Follow-up to Minor Employees and Obscenity in Libraries

Submission Date:


[NOTE:  This question was submitted in response to the guidance posted at Minor Employees and Obscenity in the Library.

After sharing your reply with my board, we have a follow-up question seeking clarification. The question is in regards to the following paragraph:

In that regard, I can only say that inviting concerned parents to review the library's well-thought-out accession, cataloging, and appeal policies is a pro-active way to ensure parents know that the library takes both its role as an employer of their child, and as a champion of a community's intellectual freedom, seriously. Parents or guardians of minors working in New York will have already had to sign working papers; no waiver or disclaimer should be further required.

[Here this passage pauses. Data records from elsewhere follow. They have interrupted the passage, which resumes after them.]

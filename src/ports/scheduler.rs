//! Scheduler port: the host event loop's "call later" capability.

use std::time::Duration;

/// A unit of deferred work.
pub type Task = Box<dyn FnOnce() + Send + 'static>;

/// Runs tasks on a later turn of the host event loop.
///
/// Replayed and synthetic deliveries go through this port so that a
/// continuation never fires inside the call that issued the request.
pub trait Scheduler: Send + Sync {
    /// Runs `task` after `delay`, never inline.
    fn call_later(&self, delay: Duration, task: Task);
}
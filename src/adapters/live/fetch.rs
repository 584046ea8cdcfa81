//! Live [`FetchClient`] over reqwest.

use std::time::Instant;

use reqwest::Client;
use tokio::runtime::Handle;

use super::{apply_headers, headers_from, parse_method, reason_phrase};
use crate::canonical::Headers;
use crate::ports::fetch::{
    FetchClient, FetchError, FetchRequest, FetchResponse, KeyCallback, KeyResponse,
};
use crate::splice::{INTERCEPT_FAILURE_REASON, INTERCEPT_FAILURE_STATUS};

/// Runs each fetch on a tokio runtime, then hands the caller the key.
///
/// Header and streaming callbacks are honored: header lines are reported
/// as they are read and a streamed body is not buffered into the response.
#[derive(Debug, Clone)]
pub struct ReqwestFetchClient {
    client: Client,
    handle: Handle,
}

impl ReqwestFetchClient {
    /// Creates a client whose fetches run on `handle`.
    #[must_use]
    pub fn new(client: Client, handle: Handle) -> Self {
        Self { client, handle }
    }

    async fn execute(client: Client, request: FetchRequest) -> FetchResponse {
        let started = Instant::now();
        let headers = request.effective_headers();
        let FetchRequest {
            method,
            url,
            body,
            body_producer,
            mut header_callback,
            mut streaming_callback,
            ..
        } = request;

        let transport_failure = |reason: String| FetchResponse {
            code: INTERCEPT_FAILURE_STATUS,
            reason: INTERCEPT_FAILURE_REASON.to_string(),
            headers: Headers::new(),
            body: Vec::new(),
            effective_url: Some(url.clone()),
            request_time: started.elapsed(),
            error: Some(FetchError::Transport(reason)),
        };

        let method = match parse_method(&method) {
            Ok(method) => method,
            Err(reason) => return transport_failure(reason),
        };
        let mut builder = apply_headers(client.request(method, &url), &headers);
        if let Some(producer) = body_producer {
            let mut bytes = Vec::new();
            producer(&mut |chunk: &[u8]| bytes.extend_from_slice(chunk));
            builder = builder.body(bytes);
        } else if let Some(body) = body {
            builder = builder.body(body);
        }

        let mut response = match builder.send().await {
            Ok(response) => response,
            Err(err) => return transport_failure(err.to_string()),
        };
        let status = response.status();
        let headers = headers_from(response.headers());
        if let Some(on_header) = header_callback.as_mut() {
            on_header(&format!("HTTP/1.1 {} {}\r\n", status.as_u16(), reason_phrase(status)));
            for (name, value) in headers.pairs() {
                on_header(&format!("{name}: {value}\r\n"));
            }
            on_header("\r\n");
        }
        let effective_url = response.url().to_string();

        let mut body = Vec::new();
        loop {
            match response.chunk().await {
                Ok(Some(chunk)) => match streaming_callback.as_mut() {
                    Some(on_chunk) => on_chunk(&chunk),
                    None => body.extend_from_slice(&chunk),
                },
                Ok(None) => break,
                Err(err) => return transport_failure(err.to_string()),
            }
        }

        let code = status.as_u16();
        FetchResponse {
            code,
            reason: reason_phrase(status),
            headers,
            body,
            effective_url: Some(effective_url),
            request_time: started.elapsed(),
            error: (!status.is_success()).then_some(FetchError::Http(code)),
        }
    }
}

impl FetchClient for ReqwestFetchClient {
    fn fetch(&self, request: FetchRequest, on_key: KeyCallback) {
        let client = self.client.clone();
        self.handle.spawn(async move {
            let response = Self::execute(client, request).await;
            on_key(KeyResponse::new(move |on_response| on_response(response)));
        });
    }
}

My president reads your first sentence (and the word "pro-active") and thinks that your advice is to reach out to parents upon or before the hire of a minor in order explain these policies and allay any concerns. If so, then which? Before, or after?

Whereas, I read your second sentence and think that you're saying that we're not liable -- we already have the parent's permission -- but that parents who then express their "concern" to me about any of the training materials should be given said spiel.

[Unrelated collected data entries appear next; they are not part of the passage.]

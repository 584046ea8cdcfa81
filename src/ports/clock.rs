//! Clock port for obtaining the current time.

use chrono::{DateTime, Utc};

/// Provides the current time.
///
/// Elapsed-time fields on synthesized responses are computed against this
/// clock, so tests can substitute a fixed one.
pub trait Clock: Send + Sync {
    /// Returns the current UTC time.
    fn now(&self) -> DateTime<Utc>;
}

Can you please clarify? Thank you!


This question is an example of why clear, precise writing is so important.

To make sure no reader is in suspense, first I'll answer the member's question: I intended the guidance to convey the member's interpretation (with the information about accession, cataloging and appeal policy being supplied only after a parent expresses concern).

Re-reading my answer, I can see how the member’s president interpreted this guidance not as a reaction, but as a preemptive strategy to head off parental concerns.[1]  But that is NOT the guidance I intended, and I have since added a footnote[2] to the original posting to clarify that.[3]

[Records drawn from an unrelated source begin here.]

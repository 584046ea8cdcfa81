//! The per-call state machine.

use thiserror::Error;

/// Where an intercepted call is in its lifecycle.
///
/// ```text
/// NotStarted -> AwaitingDecision -> Replaying  -> Delivering -> Completed
///                                -> Forwarding -> Recording -> Delivering
///                                -> Delivering (write-protected miss)
///                                -> Completed  (silenced miss, nothing delivered)
/// NotStarted -> Delivering (unsupported request shape)
/// ```
#[derive(Debug, Clone, Copy, PartialEq, Eq, Hash)]
pub enum CallState {
    /// Created, guard not yet consulted.
    NotStarted,
    /// Guard approved; waiting on the cassette.
    AwaitingDecision,
    /// Serving a recorded interaction.
    Replaying,
    /// The real client is handling the request.
    Forwarding,
    /// Persisting the real response.
    Recording,
    /// Handing the result to the caller.
    Delivering,
    /// Terminal. Reached exactly once.
    Completed,
}

/// A transition the state machine does not allow.
#[derive(Debug, Clone, Copy, PartialEq, Eq, Error)]
#[error("illegal call transition {from:?} -> {to:?}")]
pub struct IllegalTransition {
    /// State before the attempted transition.
    pub from: CallState,
    /// Requested state.
    pub to: CallState,
}

impl CallState {
    /// Whether `self -> next` is a legal transition.
    #[must_use]
    pub fn can_advance_to(self, next: CallState) -> bool {
        use CallState::{
            AwaitingDecision, Completed, Delivering, Forwarding, NotStarted, Recording, Replaying,
        };
        matches!(
            (self, next),
            (NotStarted, AwaitingDecision | Delivering)
                | (AwaitingDecision, Replaying | Forwarding | Delivering | Completed)
                | (Replaying | Recording, Delivering)
                // A transport failure leaves nothing to record.
                | (Forwarding, Recording | Delivering)
                | (Delivering, Completed)
        )
    }

    /// Moves to `next`.
    ///
    /// # Errors
    ///
    /// Returns [`IllegalTransition`] if the move is not allowed.
    pub fn advance(self, next: CallState) -> Result<CallState, IllegalTransition> {
        if self.can_advance_to(next) {
            Ok(next)
        } else {
            Err(IllegalTransition { from: self, to: next })
        }
    }
}

#[cfg(test)]
mod tests {
    use super::CallState::*;
    use super::*;

    #[test]
    fn replay_path_is_legal() {
        let state = NotStarted
            .advance(AwaitingDecision)
            .and_then(|s| s.advance(Replaying))
            .and_then(|s| s.advance(Delivering))
            .and_then(|s| s.advance(Completed));
        assert_eq!(state, Ok(Completed));
    }

    #[test]
    fn record_path_is_legal() {
        let state = NotStarted
            .advance(AwaitingDecision)
            .and_then(|s| s.advance(Forwarding))
            .and_then(|s| s.advance(Recording))
            .and_then(|s| s.advance(Delivering))
            .and_then(|s| s.advance(Completed));
        assert_eq!(state, Ok(Completed));
    }

    #[test]
    fn completed_is_terminal() {
        let all =
            [NotStarted, AwaitingDecision, Replaying, Forwarding, Recording, Delivering, Completed];
        for next in all {
            let expected = IllegalTransition { from: Completed, to: next };
            assert_eq!(Completed.advance(next), Err(expected));
        }
    }

    #[test]
    fn replaying_cannot_record() {
        assert!(!Replaying.can_advance_to(Recording));
        assert!(!Replaying.can_advance_to(Forwarding));
    }

    #[test]
    fn silenced_miss_completes_without_delivering() {
        assert!(AwaitingDecision.can_advance_to(Completed));
        assert!(!NotStarted.can_advance_to(Completed));
    }
}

While I have your attention on this, I will add: except for factors required by law (like requiring working papers, limiting certain activities in certain industries, and abiding by child labor laws), I don't advise treating minor employees differently than any other employee. If a library wouldn't contact the parents of a 40-year-old worker to alert them to the fact that, from time to time, a library worker may be exposed to content or communications they find objectionable, it shouldn't be done for a 17-year-old either. Except for when it is required by law, employees should not be differentiated by age, just as they should not be differentiated by gender, race, or religion.

Thank you very much to the member for giving me this chance to post a clarification, and this caveat.

[1] That is what I get for using a buzzword like "pro-active." it a "buzzword" anymore? What happens when a buzzword gets tired?  Is it a "dunzzword"? 

[2] Here is the footnote: "We received a request for clarification about when to use this tactic.  As posted in the clarification here [] I intended this guidance to convey that the information about accession, cataloguing and appeal policies be supplied only after a parent expresses concern."

[3] I could of course just have made an edit, but we don't hold with that 1984-style memory adjustment here.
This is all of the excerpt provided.